Physikalische Medizin, Rehabilitationsmedizin, Kurortmedizin 2010; 20 - A21
DOI: 10.1055/s-0030-1265648

Physiotherapie bei somatoformen Schmerzstörungen, Illusion oder Möglichkeit?

J Letzel 1, M Marksteiner 1
  • 1Städtisches Klinikum Görlitz gGmbH Klinik für Psychosomatische Medizin und Psychotherapie, Niesky

Fragestellung: Physiotherapie bei somatoformen Schmerzstörungen, Illusion oder Möglichkeit? Wie können Arzt und Physiotherapeut mit unangenehmen Affekten in der Therapie umgehen? Methodik: Literaturrecherche, Darstellung von Erfahrungen aus der Klinik für Psychosomatische Medizin und Psychotherapie des Städtischen Klinikums Görlitz und aus der der staatlich anerkannten berufsbegleitenden Qualifizierung zum Fachphysiotherapeuten für psychosoziale Medizin in Sachsen. Ergebnisse: In dem Workshop werden im ersten Teil zunächst die somatogenen und psychogenen Mechanismen der Schmerzchronifizierung, dann die aus der psychodynamischen Therapie bekannten Übertragungs- und Gegenübertragungsphänomene mit z.T. heftigen unangenehmen Gefühlen und Handlungsimpulsen beim Therapeuten betrachtet und anschließend eine Einführung in die Psychotherapeutische Propädeutik gegeben. Dabei werden sowohl verhaltenstherapeutische (vgl. Angst-Vermeidungsverhalten nach PFINGSTEN) als auch psychodynamische Modi berücksichtigt. Im zweiten Teil wird versucht, die unterschiedlichen Grundannahmen und Therapieziele in Physiotherapie und Psychotherapie unter einen Hut zu bringen, wobei auf die Erfahrungen der Workshopteilnehmer zurückgegriffen werden soll. Diskussion: Die strikte mechanistische Trennung in körperliche und seelische Vorgänge ist überholt.

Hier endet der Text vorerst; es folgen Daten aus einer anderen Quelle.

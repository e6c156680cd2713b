//! Canvas LMS integration model: wire records, field validation, and form state.
//!
//! `record` holds the JSON shapes exchanged with the integrated-channels API, `field` maps the
//! closed set of form fields to their validators, and `form` tracks what the administrator has
//! typed so flows can decide whether to create, update, or reuse a remote record.

pub mod field;
pub mod form;
pub mod record;

pub use field::*;
pub use form::*;
pub use record::*;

In der Regel treten (vgl. ENGEL 1977) biologische, soziale und psychologische Krankheitsfaktoren miteinander in Form einer zirkulären Kausalität in Interaktion. Zur Bewältigung der bei der Behandlung von Patienten mit somatoformen Störungen auftretenden unangenehmen Gegenübertragungsimpulse beim Therapeuten, wie z.B. Ärger, Desinteressiertheit unangemessener Kausalattributionen ist eine intensive kollegiale Zusammenarbeit zwischen Physiotherapie und Psychosomatik unabdingbar. Eine neue Möglichkeit der integrativen Sicht von Seele und Körper besteht in dem neuen Ausbildungsgang zum Fachphysiotherapeuten für psychosoziale Medizin.